As you go through these questions what are some of the feelings coming up for you? Do you feel angry reviewing the past? Or do you feel upset? In what context are they coming up? Such as getting upset often because your partner didn’t get back to you quickly when you texted them. Perhaps you found it difficult to say no to your partner and set boundaries. These questions can offer an understanding of yourself and a new frame of looking at how to approach dating again. One of the most important and difficult questions to ask are the things that you need for yourself so that you feel safe, secure, and understood within a relationship.

Sometimes these needs are informed by our attachment styles, which influence how we look at relationships.

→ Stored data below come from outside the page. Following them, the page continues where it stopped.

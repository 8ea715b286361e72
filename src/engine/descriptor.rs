//! Command descriptors.
//!
//! A descriptor is the parsed representation of one input line. It is created
//! by the parser, interpolated once, and consumed by the executor.

use std::collections::HashMap;

/// The command-escape prefix recognized at the start of a line.
pub const COMMAND_PREFIX: char = '\\';

/// How a command's arguments are parsed.
#[derive(Debug, Clone, Copy, PartialEq, Eq, Default)]
pub enum ParseMode {
    /// Bracket content and message are decomposed into key=value options.
    #[default]
    KeyValue,
    /// The message is passed through untouched (shell text, control-flow
    /// bodies, free-form echo).
    Raw,
}

/// Parsed representation of one input line.
#[derive(Debug, Clone, PartialEq, Eq, Default)]
pub struct Descriptor {
    /// Command name without the escape prefix.
    pub name: String,
    /// Parse mode the descriptor was built with.
    pub parse_mode: ParseMode,
    /// Verbatim `[...]` content, if the line carried a bracket group.
    pub bracket_content: Option<String>,
    /// Options decomposed from the bracket content (KeyValue mode only).
    /// Duplicate keys: last one wins.
    pub options: HashMap<String, String>,
    /// Message tail following the name/bracket group.
    pub message: String,
    /// Message tail exactly as parsed, before interpolation.
    ///
    /// Handlers that re-stage their message (`try`, `silent`, `if`) push
    /// this form, so staged text is interpolated exactly once when the
    /// staged line itself runs.
    pub raw_message: String,
}

impl Descriptor {
    /// Returns the value of an option, or the empty string when absent.
    pub fn option(&self, key: &str) -> &str {
        self.options.get(key).map(String::as_str).unwrap_or("")
    }

    /// Returns true if the option is present (including bare flags).
    pub fn has_option(&self, key: &str) -> bool {
        self.options.contains_key(key)
    }
}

Making a list of about 10 needs/wants will help you to refocus more upon finding partners that are a better match for you than the next shinny person. Some of the things you put on your list should be negotiable as we unfortunately can get everything we want, but a couple things (3-4) should be non-negotiable. Be realistic with what you put. Putting something like “needs to look like David Beckman or needs to look like Beyonce” might be a little extreme, but something like “tries to be fit” might be more realistic. An example of this list might look like:

  • Needs to text me back when I text them (non-negotiable)
  • Needs to like being out in nature
  • Needs to keep fit (non-negotiable)
  • Need to allow for my own space (non-negotiable)
  • Would like them to like sports
  • Needs to be aggressive in bed (non-negotiable)
  • Needs to have a secure job
  • Would like a brunet
  • Needs to like going to art museums
  • Needs to get along with my family

Having this frame of reference will help narrow your field to be more attentive to those that might be a better fit for you. Some things may not hit right on the dot, but the most important things to focus on are the non-negotiable. As you start picking up on the patterns of people you are attracted to this list along with the questions you went through will provide an easier guide to hopefully finding a better partner. As per the slowness of dating, this may take sometime, but it will be more true to what you want and need. Being honest with yourself is the best way to guide you.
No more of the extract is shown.